Stored data:

# # # # # # #

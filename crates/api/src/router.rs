//! Shared application router builder.
//!
//! Provides [`build_app_router`] so both the production binary (`main.rs`)
//! and integration tests use the exact same middleware stack.

use std::time::Duration;

use axum::http::header::CONTENT_TYPE;
use axum::http::{HeaderName, HeaderValue, Method, StatusCode};
use axum::Router;
use tower_http::catch_panic::CatchPanicLayer;
use tower_http::cors::{AllowOrigin, Any, CorsLayer};
use tower_http::request_id::{MakeRequestUuid, PropagateRequestIdLayer, SetRequestIdLayer};
use tower_http::timeout::TimeoutLayer;
use tower_http::trace::{DefaultMakeSpan, DefaultOnResponse, TraceLayer};
use tracing::Level;

use crate::config::ServerConfig;
use crate::routes;
use crate::state::AppState;

/// Build the full application [`Router`] with all middleware layers.
///
/// The middleware stack is applied bottom-up:
///
/// 1. CORS
/// 2. Set request ID on incoming requests
/// 3. Structured request/response tracing
/// 4. Propagate request ID to response
/// 5. Request timeout
/// 6. Panic recovery (catch panics, return 500)
pub fn build_app_router(state: AppState, config: &ServerConfig) -> Router {
    let cors = build_cors_layer(config);
    let request_id_header = HeaderName::from_static("x-request-id");

    Router::new()
        // Health check at root level (not under /api).
        .merge(routes::health::router())
        .nest("/api", routes::api_routes())
        // -- Middleware stack (applied bottom-up) --
        .layer(CatchPanicLayer::new())
        .layer(TimeoutLayer::with_status_code(
            StatusCode::REQUEST_TIMEOUT,
            Duration::from_secs(config.request_timeout_secs),
        ))
        .layer(PropagateRequestIdLayer::new(request_id_header.clone()))
        .layer(
            TraceLayer::new_for_http()
                .make_span_with(DefaultMakeSpan::new().level(Level::INFO))
                .on_response(DefaultOnResponse::new().level(Level::INFO)),
        )
        .layer(SetRequestIdLayer::new(request_id_header, MakeRequestUuid))
        .layer(cors)
        .with_state(state)
}

/// Build the CORS middleware layer from server configuration.
///
/// Origins that fail to parse as header values are skipped with a warning.
pub fn build_cors_layer(config: &ServerConfig) -> CorsLayer {
    let origin = if config.allows_any_origin() {
        AllowOrigin::from(Any)
    } else {
        let origins: Vec<HeaderValue> = config
            .cors_origins
            .iter()
            .filter_map(|o| match o.parse() {
                Ok(value) => Some(value),
                Err(e) => {
                    tracing::warn!(origin = %o, error = %e, "Ignoring invalid CORS origin");
                    None
                }
            })
            .collect();
        AllowOrigin::list(origins)
    };

    CorsLayer::new()
        .allow_origin(origin)
        .allow_methods([Method::GET, Method::POST, Method::PUT, Method::DELETE])
        .allow_headers([CONTENT_TYPE])
        .max_age(Duration::from_secs(3600))
}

# # # # # # #

### EXERCISE DETAILS
Your job is to restate all of the data word for word.

### TASK SOLUTION
filename crates/api/src/router.rs
//! Shared application router builder.
//!
//! Provides [`build_app_router`] so both the production binary (`main.rs`)
//! and integration tests use the exact same middleware stack.

use std::time::Duration;

use axum::http::header::CONTENT_TYPE;
use axum::http::{HeaderName, HeaderValue, Method, StatusCode};
use axum::Router;
use tower_http::catch_panic::CatchPanicLayer;
use tower_http::cors::{AllowOrigin, Any, CorsLayer};
use tower_http::request_id::{MakeRequestUuid, PropagateRequestIdLayer, SetRequestIdLayer};
use tower_http::timeout::TimeoutLayer;
use tower_http::trace::{DefaultMakeSpan, DefaultOnResponse, TraceLayer};
use tracing::Level;

use crate::config::ServerConfig;
use crate::routes;
use crate::state::AppState;

/// Build the full application [`Router`] with all middleware layers.
///
/// The middleware stack is applied bottom-up:
///
/// 1. CORS
/// 2. Set request ID on incoming requests
/// 3. Structured request/response tracing
/// 4. Propagate request ID to response
/// 5. Request timeout
/// 6. Panic recovery (catch panics, return 500)
pub fn build_app_router(state: AppState, config: &ServerConfig) -> Router {
    let cors = build_cors_layer(config);
    let request_id_header = HeaderName::from_static("x-request-id");

    Router::new()
        // Health check at root level (not under /api).
        .merge(routes::health::router())
        .nest("/api", routes::api_routes())
        // -- Middleware stack (applied bottom-up) --
        .layer(CatchPanicLayer::new())
        .layer(TimeoutLayer::with_status_code(
            StatusCode::REQUEST_TIMEOUT,
            Duration::from_secs(config.request_timeout_secs),
        ))
        .layer(PropagateRequestIdLayer::new(request_id_header.clone()))
        .layer(
            TraceLayer::new_for_http()
                .make_span_with(DefaultMakeSpan::new().level(Level::INFO))
                .on_response(DefaultOnResponse::new().level(Level::INFO)),
        )
        .layer(SetRequestIdLayer::new(request_id_header, MakeRequestUuid))
        .layer(cors)
        .with_state(state)
}

/// Build the CORS middleware layer from server configuration.
///
/// Origins that fail to parse as header values are skipped with a warning.
pub fn build_cors_layer(config: &ServerConfig) -> CorsLayer {
    let origin = if config.allows_any_origin() {
        AllowOrigin::from(Any)
    } else {
        let origins: Vec<HeaderValue> = config
            .cors_origins
            .iter()
            .filter_map(|o| match o.parse() {
                Ok(value) => Some(value),
                Err(e) => {
                    tracing::warn!(origin = %o, error = %e, "Ignoring invalid CORS origin");
                    None
                }
            })
            .collect();
        AllowOrigin::list(origins)
    };

    CorsLayer::new()
        .allow_origin(origin)
        .allow_methods([Method::GET, Method::POST, Method::PUT, Method::DELETE])
        .allow_headers([CONTENT_TYPE])
        .max_age(Duration::from_secs(3600))
}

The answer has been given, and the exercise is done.